▸ TASK REQUIREMENTS
Could you find each line of the data below that contains the word "Some" and copy those lines?

▸ THE INPUT

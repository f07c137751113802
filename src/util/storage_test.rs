use super::*;

#[test]
fn memory_storage_starts_empty() {
    let storage = MemoryStorage::new();
    assert!(storage.is_empty());
    assert_eq!(storage.get("token"), None);
}

#[test]
fn memory_storage_set_replaces_previous_value() {
    let storage = MemoryStorage::new();
    storage.set("token", "a");
    storage.set("token", "b");
    assert_eq!(storage.get("token").as_deref(), Some("b"));
    assert_eq!(storage.len(), 1);
}

#[test]
fn memory_storage_remove_missing_key_is_noop() {
    let storage = MemoryStorage::new();
    storage.set("keep", "1");
    storage.remove("missing");
    assert_eq!(storage.len(), 1);
}

#[test]
fn memory_storage_clones_share_entries() {
    let storage = MemoryStorage::new();
    let reloaded = storage.clone();
    storage.set("onboarding_completed", "true");
    assert_eq!(reloaded.get("onboarding_completed").as_deref(), Some("true"));
    reloaded.remove("onboarding_completed");
    assert!(storage.is_empty());
}

#[cfg(not(feature = "hydrate"))]
#[test]
fn browser_storage_is_inert_outside_the_browser() {
    let storage = BrowserStorage;
    storage.set("token", "t1");
    assert_eq!(storage.get("token"), None);
    storage.remove("token");
}

#[test]
fn storage_is_usable_through_a_reference() {
    let storage = MemoryStorage::new();
    let by_ref: &MemoryStorage = &storage;
    Storage::set(&by_ref, "k", "v");
    assert_eq!(storage.get("k").as_deref(), Some("v"));
}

▸ YOUR SOLUTION
    assert_eq!(storage.get("token").as_deref(), Some("b"));
    assert_eq!(reloaded.get("onboarding_completed").as_deref(), Some("true"));
    assert_eq!(storage.get("k").as_deref(), Some("v"));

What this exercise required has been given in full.